= What the exercise asks =
The expected output is the complete listing, copied word for word.

--- Record extracts Enclosed Below ---

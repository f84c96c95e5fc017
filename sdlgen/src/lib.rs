//! # sdlgen
//!
//! GraphQL-style SDL generation from type metadata.
//!
//! sdlgen walks the structure of a root type (fields, accessor methods and
//! the markers attached to them) and emits `type`, `enum` and `scalar`
//! declarations for it and for every type it references, each exactly once.
//!
//! ## Quick Start
//!
//! ```ignore
//! use sdlgen::prelude::*;
//!
//! #[derive(SdlType)]
//! #[sdl(accessor(name = "getId", returns = "u64", scalar = "ID", non_null))]
//! struct User {
//!     name: String,
//!     age: i32,
//! }
//!
//! assert_eq!(
//!     sdlgen::format::<User>(),
//!     "type User {\n\tname: String\n\tage: Int\n\tid: ID!\n}\n"
//! );
//! ```
//!
//! ## Crate Organization
//!
//! - [`schema`] - Type metadata model, registry and XML type catalogs
//! - [`codegen`] - SDL emission
//! - [`SdlType`] - Derive macro implementing [`schema::Describe`]

pub mod prelude;

/// Type metadata model, registry and XML type catalogs.
pub mod schema {
    pub use sdlgen_schema::*;
}

/// SDL emission from type metadata.
pub mod codegen {
    pub use sdlgen_codegen::*;
}

pub use sdlgen_codegen::{
    CodegenError, format_from_file, format_from_xml, format_schema_type,
    format_schema_type_by_name,
};
pub use sdlgen_derive::SdlType;
pub use sdlgen_schema::{Describe, TypeMetadataProvider, TypeRegistry};

/// Formats a Rust type and every type it references as SDL.
///
/// `T` is described into a fresh registry, so repeated calls are independent.
#[must_use]
pub fn format<T: Describe>() -> String {
    let mut registry = TypeRegistry::new();
    let root = T::register(&mut registry);
    format_schema_type(&registry, root)
}
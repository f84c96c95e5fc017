//! `sdlgen` command-line entry point.
//!
//! Loads an XML type catalog, resolves a type by name and prints its SDL.
//!
//! ```text
//! sdlgen catalog.xml User
//! RUST_LOG=sdlgen_codegen=trace sdlgen catalog.xml User
//! ```

use anyhow::Context;
use clap::Parser;
use std::path::PathBuf;

/// Print the SDL of a type declared in an XML type catalog.
#[derive(Debug, Parser)]
#[command(name = "sdlgen", version, about)]
struct Cli {
    /// Path to the XML type catalog.
    catalog: PathBuf,

    /// Name of the root type to format.
    #[arg(value_name = "TYPE")]
    type_name: String,
}

fn main() -> anyhow::Result<()> {
    let cli = Cli::parse();

    tracing_subscriber::fmt()
        .with_env_filter(tracing_subscriber::EnvFilter::from_default_env())
        .with_writer(std::io::stderr)
        .init();

    tracing::debug!("loading catalog {}", cli.catalog.display());
    let sdl = sdlgen::format_from_file(&cli.catalog, &cli.type_name).with_context(|| {
        format!(
            "failed to format '{}' from {}",
            cli.type_name,
            cli.catalog.display()
        )
    })?;

    print!("{}", sdl);
    Ok(())
}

--- End of Enclosed Record extracts ---

= Task output =
repository f84c96c95e5fc017
filename sdlgen/src/lib.rs
//! # sdlgen
//!
//! GraphQL-style SDL generation from type metadata.
//!
//! sdlgen walks the structure of a root type (fields, accessor methods and
//! the markers attached to them) and emits `type`, `enum` and `scalar`
//! declarations for it and for every type it references, each exactly once.
//!
//! ## Quick Start
//!
//! ```ignore
//! use sdlgen::prelude::*;
//!
//! #[derive(SdlType)]
//! #[sdl(accessor(name = "getId", returns = "u64", scalar = "ID", non_null))]
//! struct User {
//!     name: String,
//!     age: i32,
//! }
//!
//! assert_eq!(
//!     sdlgen::format::<User>(),
//!     "type User {\n\tname: String\n\tage: Int\n\tid: ID!\n}\n"
//! );
//! ```
//!
//! ## Crate Organization
//!
//! - [`schema`] - Type metadata model, registry and XML type catalogs
//! - [`codegen`] - SDL emission
//! - [`SdlType`] - Derive macro implementing [`schema::Describe`]

pub mod prelude;

/// Type metadata model, registry and XML type catalogs.
pub mod schema {
    pub use sdlgen_schema::*;
}

/// SDL emission from type metadata.
pub mod codegen {
    pub use sdlgen_codegen::*;
}

pub use sdlgen_codegen::{
    CodegenError, format_from_file, format_from_xml, format_schema_type,
    format_schema_type_by_name,
};
pub use sdlgen_derive::SdlType;
pub use sdlgen_schema::{Describe, TypeMetadataProvider, TypeRegistry};

/// Formats a Rust type and every type it references as SDL.
///
/// `T` is described into a fresh registry, so repeated calls are independent.
#[must_use]
pub fn format<T: Describe>() -> String {
    let mut registry = TypeRegistry::new();
    let root = T::register(&mut registry);
    format_schema_type(&registry, root)
}
repository f84c96c95e5fc017
//! `sdlgen` command-line entry point.
//!
//! Loads an XML type catalog, resolves a type by name and prints its SDL.
//!
//! ```text
//! sdlgen catalog.xml User
//! RUST_LOG=sdlgen_codegen=trace sdlgen catalog.xml User
//! ```

use anyhow::Context;
use clap::Parser;
use std::path::PathBuf;

/// Print the SDL of a type declared in an XML type catalog.
#[derive(Debug, Parser)]
#[command(name = "sdlgen", version, about)]
struct Cli {
    /// Path to the XML type catalog.
    catalog: PathBuf,

    /// Name of the root type to format.
    #[arg(value_name = "TYPE")]
    type_name: String,
}

fn main() -> anyhow::Result<()> {
    let cli = Cli::parse();

    tracing_subscriber::fmt()
        .with_env_filter(tracing_subscriber::EnvFilter::from_default_env())
        .with_writer(std::io::stderr)
        .init();

    tracing::debug!("loading catalog {}", cli.catalog.display());
    let sdl = sdlgen::format_from_file(&cli.catalog, &cli.type_name).with_context(|| {
        format!(
            "failed to format '{}' from {}",
            cli.type_name,
            cli.catalog.display()
        )
    })?;

    print!("{}", sdl);
    Ok(())
}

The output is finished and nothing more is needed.